Search code examples
amazon-web-servicesamazon-s3aws-cligoogle-cloud-composer

How to install AWS CLI on Cloud Composer?


I need to install AWS CLI tool on Google Cloud Composer to be able to use it with BashOperator from Airflow DAGs.

AWS CLI documentation page explains how to install it as a package, but Cloud Composer doesn't have a supported way to install apt packages on all instances.
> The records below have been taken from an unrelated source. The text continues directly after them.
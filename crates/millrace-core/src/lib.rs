//!
//! Millrace Core - process instance runtime
//!
//! This crate holds the lifecycle engine for process instances: starting,
//! suspending, resuming, deleting and completing them, their variable
//! scopes, signal fan-out, and paged queries over definitions and live
//! instances. Definition storage, history and event listeners are
//! collaborators plugged in through traits.

#![forbid(unsafe_code)]
#![warn(missing_docs)]

/// Domain layer - aggregates, events, payloads and collaborator traits
pub mod domain;

/// Application services - lifecycle, variables, signals, queries
pub mod application;

/// Paging and sorting types
pub mod types;

/// Error types
pub mod error;

/// Runtime configuration
pub mod config;

pub use error::CoreError;
pub use types::{Direction, Order, Page, Pageable};

pub use application::process_runtime::{ProcessRuntime, ProcessRuntimeBuilder};
pub use config::{ProcessRuntimeConfiguration, RuntimeConfig};

pub use domain::events::{DomainEvent, DomainEventHandler, EventCategory};
pub use domain::execution::{Advance, ExecutionBehavior, NoWaitStates, Signal, SignalCatalog};
pub use domain::payloads::{
    DeleteProcessPayload, GetProcessDefinitionsPayload, GetProcessInstancesPayload,
    GetVariablesPayload, RemoveProcessVariablesPayload, ResumeProcessPayload,
    SetProcessVariablesPayload, SignalPayload, StartProcessPayload, SuspendProcessPayload,
};
pub use domain::process_definition::{ProcessDefinition, ProcessDefinitionId, ProcessDefinitionMeta};
pub use domain::process_instance::{
    HistoricProcessInstance, ProcessInstance, ProcessInstanceId, ProcessInstanceMeta,
    ProcessStatus,
};
pub use domain::repository::{DiscardingHistory, HistoryRepository, ProcessDefinitionRepository};
pub use domain::variables::{AffectedVariables, VariableInstance, Variables};
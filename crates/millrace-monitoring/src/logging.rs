//! Structured logging using tracing.
//!
//! Pretty output for development, JSON lines for log aggregation.

use anyhow::Context;
use tracing::info;
use tracing_subscriber::{fmt, prelude::*, EnvFilter};

use crate::MonitoringConfig;

/// Install the global subscriber. `RUST_LOG` takes precedence over
/// `config.log_filter`.
pub fn init_logging(config: &MonitoringConfig) -> anyhow::Result<()> {
    let env_filter = match EnvFilter::try_from_default_env() {
        Ok(filter) => filter,
        Err(_) => EnvFilter::try_new(&config.log_filter)
            .with_context(|| format!("Invalid log filter '{}'", config.log_filter))?,
    };

    let json_layer = config.json_logging.then(|| {
        fmt::layer()
            .json()
            .with_current_span(true)
            .with_thread_ids(true)
            .with_file(true)
            .with_line_number(true)
    });
    let pretty_layer = (!config.json_logging).then(|| {
        fmt::layer()
            .pretty()
            .with_target(true)
            .with_thread_ids(true)
            .with_file(true)
            .with_line_number(true)
    });

    tracing_subscriber::registry()
        .with(env_filter)
        .with(json_layer)
        .with(pretty_layer)
        .try_init()
        .context("Failed to set global default subscriber")?;

    info!(
        service_name = %config.service_name,
        json = config.json_logging,
        "Structured logging initialized"
    );
    Ok(())
}

/// Subscriber for tests: writes through the test harness, ignores repeat calls
pub fn init_test_tracing() {
    let _ = tracing_subscriber::fmt()
        .with_env_filter(EnvFilter::from_default_env())
        .with_test_writer()
        .try_init();
}
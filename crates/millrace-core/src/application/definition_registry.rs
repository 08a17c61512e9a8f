use crate::{
    domain::payloads::{GetProcessDefinitionsPayload, StartProcessPayload},
    domain::process_definition::{ProcessDefinition, ProcessDefinitionId},
    domain::repository::ProcessDefinitionRepository,
    CoreError,
};
use std::sync::Arc;
use tracing::debug;

/// Read-only lookup over deployed definitions
#[derive(Clone)]
pub struct DefinitionRegistry {
    repository: Arc<dyn ProcessDefinitionRepository>,
}

impl DefinitionRegistry {
    /// Create a registry backed by `repository`
    pub fn new(repository: Arc<dyn ProcessDefinitionRepository>) -> Self {
        Self { repository }
    }

    /// Exact lookup by ID, falling back to the latest version of a key
    pub async fn find(&self, id_or_key: &str) -> Result<ProcessDefinition, CoreError> {
        if let Some(definition) = self
            .repository
            .find_by_id(&ProcessDefinitionId::from(id_or_key))
            .await?
        {
            return Ok(definition);
        }

        self.repository
            .find_latest_by_key(id_or_key)
            .await?
            .ok_or_else(|| CoreError::DefinitionNotFound(id_or_key.to_string()))
    }

    /// Latest version of `key`
    pub async fn latest(&self, key: &str) -> Result<ProcessDefinition, CoreError> {
        self.repository
            .find_latest_by_key(key)
            .await?
            .ok_or_else(|| CoreError::DefinitionNotFound(key.to_string()))
    }

    /// Definition a start payload refers to. An explicit ID wins over the key;
    /// when both are given they must agree.
    pub async fn resolve_for_start(
        &self,
        payload: &StartProcessPayload,
    ) -> Result<ProcessDefinition, CoreError> {
        let key = payload
            .process_definition_key
            .as_deref()
            .filter(|key| !key.trim().is_empty());

        match &payload.process_definition_id {
            Some(id) if !id.0.trim().is_empty() => {
                let definition = self
                    .repository
                    .find_by_id(id)
                    .await?
                    .ok_or_else(|| CoreError::DefinitionNotFound(id.0.clone()))?;

                if let Some(key) = key {
                    if definition.key != key {
                        return Err(CoreError::ValidationError(format!(
                            "Process definition {} does not belong to key {}",
                            id, key
                        )));
                    }
                }

                Ok(definition)
            }
            _ => match key {
                Some(key) => self.latest(key).await,
                None => Err(CoreError::ValidationError(
                    "Either process_definition_id or process_definition_key is required"
                        .to_string(),
                )),
            },
        }
    }

    /// Deployed definitions in deployment order, optionally filtered
    pub async fn list(
        &self,
        filter: Option<&GetProcessDefinitionsPayload>,
    ) -> Result<Vec<ProcessDefinition>, CoreError> {
        let definitions = self.repository.find_all().await?;
        let total = definitions.len();

        let definitions: Vec<_> = match filter {
            Some(filter) => definitions
                .into_iter()
                .filter(|d| filter.matches(d))
                .collect(),
            None => definitions,
        };

        debug!(
            total = total,
            matched = definitions.len(),
            "Listed process definitions"
        );
        Ok(definitions)
    }
}

#[cfg(all(test, feature = "testing"))]
mod tests {
    use super::*;
    use crate::domain::repository::memory::MemoryProcessDefinitionRepository;

    fn registry() -> DefinitionRegistry {
        let repository = MemoryProcessDefinitionRepository::with_definitions([
            ProcessDefinition::new("order:1", "order", "Order", 1),
            ProcessDefinition::new("order:2", "order", "Order", 2),
            ProcessDefinition::new("invoice:1", "invoice", "Invoice", 1),
        ])
        .unwrap();
        DefinitionRegistry::new(Arc::new(repository))
    }

    #[tokio::test]
    async fn test_find_by_id_then_key() {
        let registry = registry();
        assert_eq!(registry.find("order:1").await.unwrap().version, 1);
        assert_eq!(registry.find("order").await.unwrap().version, 2);
        assert!(matches!(
            registry.find("missing").await,
            Err(CoreError::DefinitionNotFound(_))
        ));
    }

    #[tokio::test]
    async fn test_resolve_for_start() {
        let registry = registry();

        let by_key = registry
            .resolve_for_start(&StartProcessPayload::by_key("order"))
            .await
            .unwrap();
        assert_eq!(by_key.id.0, "order:2");

        let by_id = registry
            .resolve_for_start(&StartProcessPayload::by_id("order:1"))
            .await
            .unwrap();
        assert_eq!(by_id.version, 1);

        let mismatch = StartProcessPayload {
            process_definition_key: Some("invoice".to_string()),
            ..StartProcessPayload::by_id("order:1")
        };
        assert!(matches!(
            registry.resolve_for_start(&mismatch).await,
            Err(CoreError::ValidationError(_))
        ));

        assert!(matches!(
            registry
                .resolve_for_start(&StartProcessPayload::by_id("order:9"))
                .await,
            Err(CoreError::DefinitionNotFound(_))
        ));
    }

    #[tokio::test]
    async fn test_list_with_filter() {
        let registry = registry();
        let filter = GetProcessDefinitionsPayload {
            process_definition_keys: vec!["invoice".to_string()],
            ..GetProcessDefinitionsPayload::default()
        };

        let all = registry.list(None).await.unwrap();
        assert_eq!(all.len(), 3);

        let invoices = registry.list(Some(&filter)).await.unwrap();
        assert_eq!(invoices.len(), 1);
        assert_eq!(invoices[0].key, "invoice");
    }
}
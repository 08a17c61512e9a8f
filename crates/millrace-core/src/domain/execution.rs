//! Execution-position capability injected into the runtime
//!
//! The runtime does not interpret process models. Whether an instance waits
//! for a signal, and what delivering one does to it, is decided by an
//! [`ExecutionBehavior`].

use crate::domain::process_instance::ProcessInstance;
use crate::domain::variables::{VariableScope, Variables};
use crate::CoreError;
use async_trait::async_trait;
use serde::{Deserialize, Serialize};
use std::collections::HashMap;

/// A named external event with an optional variable payload
#[derive(Debug, Clone, PartialEq, Serialize, Deserialize)]
pub struct Signal {
    /// Signal name
    pub name: String,

    /// Variables merged into each receiving instance
    #[serde(default)]
    pub variables: Variables,
}

/// Outcome of delivering a signal to an instance
#[derive(Debug, Clone, Copy, PartialEq, Eq, Serialize, Deserialize)]
pub enum Advance {
    /// The instance keeps running
    Wait,
    /// The instance reached an end state
    Complete,
}

/// Decides how instances react to signals
#[async_trait]
pub trait ExecutionBehavior: Send + Sync {
    /// Whether `instance` is currently positioned to receive `signal_name`
    fn awaits_signal(&self, instance: &ProcessInstance, signal_name: &str) -> bool;

    /// React to a delivered signal. Called under the instance lock, after the
    /// signal variables have been merged into `variables`.
    async fn on_signal(
        &self,
        instance: &ProcessInstance,
        signal: &Signal,
        variables: &VariableScope,
    ) -> Result<Advance, CoreError>;

    /// Activities the instance is positioned at
    fn active_activities(&self, _instance: &ProcessInstance) -> Vec<String> {
        Vec::new()
    }

    /// Signals the instance currently waits for
    fn awaited_signals(&self, _instance: &ProcessInstance) -> Vec<String> {
        Vec::new()
    }
}

/// Behavior for runtimes whose instances never wait for signals
#[derive(Debug, Clone, Copy, Default)]
pub struct NoWaitStates;

#[async_trait]
impl ExecutionBehavior for NoWaitStates {
    fn awaits_signal(&self, _instance: &ProcessInstance, _signal_name: &str) -> bool {
        false
    }

    async fn on_signal(
        &self,
        _instance: &ProcessInstance,
        _signal: &Signal,
        _variables: &VariableScope,
    ) -> Result<Advance, CoreError> {
        Ok(Advance::Wait)
    }
}

/// A catching signal event declared in a definition
#[derive(Debug, Clone, PartialEq, Eq, Serialize, Deserialize)]
pub struct SignalSubscription {
    /// Activity holding the catch event
    pub activity_id: String,

    /// Signal the activity catches
    pub signal_name: String,

    /// What happens once it fires
    pub advance: Advance,
}

/// Static table of signal catch events per definition key
#[derive(Debug, Clone, Default)]
pub struct SignalCatalog {
    subscriptions: HashMap<String, Vec<SignalSubscription>>,
}

impl SignalCatalog {
    /// Empty catalog
    pub fn new() -> Self {
        Self::default()
    }

    /// Declare a catch event for every instance of `definition_key`
    pub fn subscribe(
        mut self,
        definition_key: impl Into<String>,
        activity_id: impl Into<String>,
        signal_name: impl Into<String>,
        advance: Advance,
    ) -> Self {
        self.subscriptions
            .entry(definition_key.into())
            .or_default()
            .push(SignalSubscription {
                activity_id: activity_id.into(),
                signal_name: signal_name.into(),
                advance,
            });
        self
    }

    fn for_instance(&self, instance: &ProcessInstance) -> &[SignalSubscription] {
        self.subscriptions
            .get(&instance.process_definition_key)
            .map(Vec::as_slice)
            .unwrap_or(&[])
    }
}

#[async_trait]
impl ExecutionBehavior for SignalCatalog {
    fn awaits_signal(&self, instance: &ProcessInstance, signal_name: &str) -> bool {
        self.for_instance(instance)
            .iter()
            .any(|s| s.signal_name == signal_name)
    }

    async fn on_signal(
        &self,
        instance: &ProcessInstance,
        signal: &Signal,
        _variables: &VariableScope,
    ) -> Result<Advance, CoreError> {
        let completes = self
            .for_instance(instance)
            .iter()
            .filter(|s| s.signal_name == signal.name)
            .any(|s| s.advance == Advance::Complete);

        Ok(if completes {
            Advance::Complete
        } else {
            Advance::Wait
        })
    }

    fn active_activities(&self, instance: &ProcessInstance) -> Vec<String> {
        self.for_instance(instance)
            .iter()
            .map(|s| s.activity_id.clone())
            .collect()
    }

    fn awaited_signals(&self, instance: &ProcessInstance) -> Vec<String> {
        let mut names: Vec<String> = Vec::new();
        for subscription in self.for_instance(instance) {
            if !names.contains(&subscription.signal_name) {
                names.push(subscription.signal_name.clone());
            }
        }
        names
    }
}

#[cfg(test)]
mod tests {
    use super::*;
    use crate::domain::process_definition::ProcessDefinition;

    fn instance_of(key: &str) -> ProcessInstance {
        let definition = ProcessDefinition::new(format!("{key}:1"), key, key, 1);
        ProcessInstance::new(&definition, None, None, None, None)
    }

    fn signal(name: &str) -> Signal {
        Signal {
            name: name.to_string(),
            variables: Variables::new(),
        }
    }

    #[tokio::test]
    async fn test_no_wait_states_never_awaits() {
        let behavior = NoWaitStates;
        let instance = instance_of("order");
        assert!(!behavior.awaits_signal(&instance, "go"));
        assert!(behavior.active_activities(&instance).is_empty());
    }

    #[tokio::test]
    async fn test_catalog_matches_by_definition_key() {
        let catalog = SignalCatalog::new()
            .subscribe("order", "waitPayment", "paid", Advance::Complete)
            .subscribe("order", "waitReminder", "remind", Advance::Wait)
            .subscribe("order", "waitPaymentAgain", "paid", Advance::Wait);

        let order = instance_of("order");
        let invoice = instance_of("invoice");

        assert!(catalog.awaits_signal(&order, "paid"));
        assert!(!catalog.awaits_signal(&invoice, "paid"));
        assert_eq!(catalog.awaited_signals(&order), vec!["paid", "remind"]);
        assert_eq!(
            catalog.active_activities(&order),
            vec!["waitPayment", "waitReminder", "waitPaymentAgain"]
        );

        let scope = VariableScope::new();
        assert_eq!(
            catalog.on_signal(&order, &signal("paid"), &scope).await.unwrap(),
            Advance::Complete
        );
        assert_eq!(
            catalog.on_signal(&order, &signal("remind"), &scope).await.unwrap(),
            Advance::Wait
        );
    }
}
use crate::domain::process_instance::ProcessInstanceId;
use crate::types::{SortKey, Sortable};
use crate::CoreError;
use serde::{Deserialize, Serialize};
use serde_json::{Map, Value};
use std::collections::HashMap;

/// Name to value map used by payloads, iterated in insertion order
pub type Variables = Map<String, Value>;

/// A named variable in an instance scope
#[derive(Debug, Clone, PartialEq, Serialize, Deserialize)]
pub struct VariableInstance {
    /// Variable name, unique within the instance
    pub name: String,

    /// Type name derived from the value
    #[serde(rename = "type")]
    pub var_type: String,

    /// Current value
    pub value: Value,

    /// Owning instance
    pub process_instance_id: ProcessInstanceId,
}

impl VariableInstance {
    /// Build a variable, deriving its type from the value
    pub fn new(name: impl Into<String>, value: Value, owner: &ProcessInstanceId) -> Self {
        Self {
            name: name.into(),
            var_type: type_name_of(&value).to_string(),
            value,
            process_instance_id: owner.clone(),
        }
    }
}

impl Sortable for VariableInstance {
    fn is_sortable_by(property: &str) -> bool {
        matches!(property, "name" | "type")
    }

    fn sort_key(&self, property: &str) -> Option<SortKey> {
        match property {
            "name" => Some(SortKey::Text(self.name.clone())),
            "type" => Some(SortKey::Text(self.var_type.clone())),
            _ => None,
        }
    }
}

/// Type name of a JSON value
pub fn type_name_of(value: &Value) -> &'static str {
    match value {
        Value::Null => "null",
        Value::Bool(_) => "boolean",
        Value::Number(n) if n.is_i64() || n.is_u64() => "integer",
        Value::Number(_) => "double",
        Value::String(_) => "string",
        Value::Array(_) | Value::Object(_) => "json",
    }
}

/// Variables reported back by a variable mutation
#[derive(Debug, Clone, PartialEq, Serialize, Deserialize)]
pub enum AffectedVariables {
    /// Reporting is turned off
    NotTracked,
    /// Variables created or updated, or actually removed
    Affected(Vec<VariableInstance>),
}

impl AffectedVariables {
    /// The affected variables, empty when not tracked
    pub fn variables(&self) -> &[VariableInstance] {
        match self {
            Self::NotTracked => &[],
            Self::Affected(list) => list,
        }
    }
}

/// One effective change applied to a scope
#[derive(Debug, Clone, PartialEq)]
pub enum VariableChange {
    /// New name
    Created {
        /// Variable name
        name: String,
        /// Initial value
        value: Value,
    },
    /// Existing name overwritten
    Updated {
        /// Variable name
        name: String,
        /// Value before
        previous: Value,
        /// Value after
        current: Value,
    },
    /// Name removed
    Deleted {
        /// Variable name
        name: String,
        /// Value at removal
        value: Value,
    },
}

impl VariableChange {
    /// Name of the changed variable
    pub fn name(&self) -> &str {
        match self {
            Self::Created { name, .. } | Self::Updated { name, .. } | Self::Deleted { name, .. } => {
                name
            }
        }
    }
}

#[derive(Debug, Clone, PartialEq)]
struct Slot {
    seq: u64,
    value: Value,
}

/// Variable scope of one instance. Listing follows first insertion; an
/// overwrite keeps the original position.
#[derive(Debug, Clone, Default, PartialEq)]
pub struct VariableScope {
    slots: HashMap<String, Slot>,
    next_seq: u64,
}

impl VariableScope {
    /// Empty scope
    pub fn new() -> Self {
        Self::default()
    }

    /// Value of a variable
    pub fn get(&self, name: &str) -> Option<&Value> {
        self.slots.get(name).map(|slot| &slot.value)
    }

    /// Number of variables
    pub fn len(&self) -> usize {
        self.slots.len()
    }

    /// Whether the scope holds no variables
    pub fn is_empty(&self) -> bool {
        self.slots.is_empty()
    }

    fn ordered(&self) -> Vec<(&String, &Slot)> {
        let mut entries: Vec<_> = self.slots.iter().collect();
        entries.sort_by_key(|(_, slot)| slot.seq);
        entries
    }

    /// Variable names in insertion order
    pub fn names(&self) -> Vec<String> {
        self.ordered().into_iter().map(|(n, _)| n.clone()).collect()
    }

    /// Variables in insertion order, optionally restricted to `filter`.
    /// Names in the filter that do not exist are ignored.
    pub fn list(
        &self,
        owner: &ProcessInstanceId,
        filter: Option<&[String]>,
    ) -> Vec<VariableInstance> {
        self.ordered()
            .into_iter()
            .filter(|(name, _)| filter.map_or(true, |names| names.iter().any(|n| n == *name)))
            .map(|(name, slot)| VariableInstance::new(name.clone(), slot.value.clone(), owner))
            .collect()
    }

    /// Upsert all entries. Setting an identical value is not a change.
    pub fn apply_set(&mut self, variables: &Variables) -> Vec<VariableChange> {
        let mut changes = Vec::with_capacity(variables.len());

        for (name, value) in variables {
            match self.slots.get_mut(name) {
                Some(slot) if slot.value == *value => {}
                Some(slot) => {
                    let previous = std::mem::replace(&mut slot.value, value.clone());
                    changes.push(VariableChange::Updated {
                        name: name.clone(),
                        previous,
                        current: value.clone(),
                    });
                }
                None => {
                    let seq = self.next_seq;
                    self.next_seq += 1;
                    self.slots.insert(
                        name.clone(),
                        Slot {
                            seq,
                            value: value.clone(),
                        },
                    );
                    changes.push(VariableChange::Created {
                        name: name.clone(),
                        value: value.clone(),
                    });
                }
            }
        }

        changes
    }

    /// Remove the named variables. Absent names are ignored.
    pub fn apply_remove(&mut self, names: &[String]) -> Vec<VariableChange> {
        names
            .iter()
            .filter_map(|name| {
                self.slots.remove(name).map(|slot| VariableChange::Deleted {
                    name: name.clone(),
                    value: slot.value,
                })
            })
            .collect()
    }

    /// JSON object of the scope
    pub fn to_map(&self) -> Map<String, Value> {
        self.ordered()
            .into_iter()
            .map(|(name, slot)| (name.clone(), slot.value.clone()))
            .collect()
    }
}

/// Reject empty or blank variable names
pub fn validate_names<'a>(names: impl IntoIterator<Item = &'a String>) -> Result<(), CoreError> {
    for name in names {
        if name.trim().is_empty() {
            return Err(CoreError::ValidationError(
                "Variable names must not be empty".to_string(),
            ));
        }
    }
    Ok(())
}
My motivation. I need to synchronize a large S3 bucket with another storage. The command aws s3 sync (link) suits perfectly for this. Unfortunately, I didn't find a replacement for this command in Airflow Amazon provider operators. Also, it seems this command is not supported by boto and boto3 (github issue 1, issue 2).


Solution

  • To install the AWS CLI on Cloud Composer, you can use the following steps:

    1. Create a new Airflow DAG and add a BashOperator task.
    2. In the BashOperator task, use the following command to install the AWS CLI:
    pip install awscli
    
    1. Configure the AWS CLI with your AWS credentials. You can do this by adding the following code to the BashOperator task:
    aws configure set aws_access_key_id YOUR_AWS_ACCESS_KEY_ID
    aws configure set aws_secret_access_key YOUR_AWS_SECRET_ACCESS_KEY
    
    1. Configure the AWS CLI to use your chosen AWS region. You can do this by adding the following code to the BashOperator task:
    aws configure set default.region AWS_REGION
    

    Replace AWS_REGION with the name of a supported AWS region.

    1. Save and run the DAG.

    Once the DAG has run, the AWS CLI will be installed on all of the Airflow worker nodes in your Cloud Composer environment. You can then use the AWS CLI in your Airflow DAGs to interact with AWS services.

    Note that you will need to have the pip Python package installed on your Cloud Composer environment in order to use the above steps. You can install pip using the following command:

    sudo apt install python-pip
    

    Here is an example of a complete Airflow DAG that installs the AWS CLI and configures it with your AWS credentials:

    from airflow import DAG
    from airflow.operators.bash_operator import BashOperator
    
    default_args = {
        'start_date': airflow.utils.dates.days_ago(2),
        'retries': 1
    }
    
    dag = DAG('install_aws_cli', default_args=default_args)
    
    install_aws_cli = BashOperator(
        task_id='install_aws_cli',
        bash_command='pip install awscli',
        dag=dag
    )
    
    configure_aws_cli = BashOperator(
        task_id='configure_aws_cli',
        bash_command=[
            'aws configure set aws_access_key_id YOUR_AWS_ACCESS_KEY_ID',
            'aws configure set aws_secret_access_key YOUR_AWS_SECRET_ACCESS_KEY',
            'aws configure set default.region AWS_REGION'
        ],
        dag=dag
    )
    
    install_aws_cli >> configure_aws_cli
    

    Once you have saved the DAG, you can run it using the following command:

    airflow run install_aws_cli
    

    Once the DAG has run, the AWS CLI will be installed on all of the Airflow worker nodes in your Cloud Composer environment. You can then use the AWS CLI in your Airflow DAGs to interact with AWS services.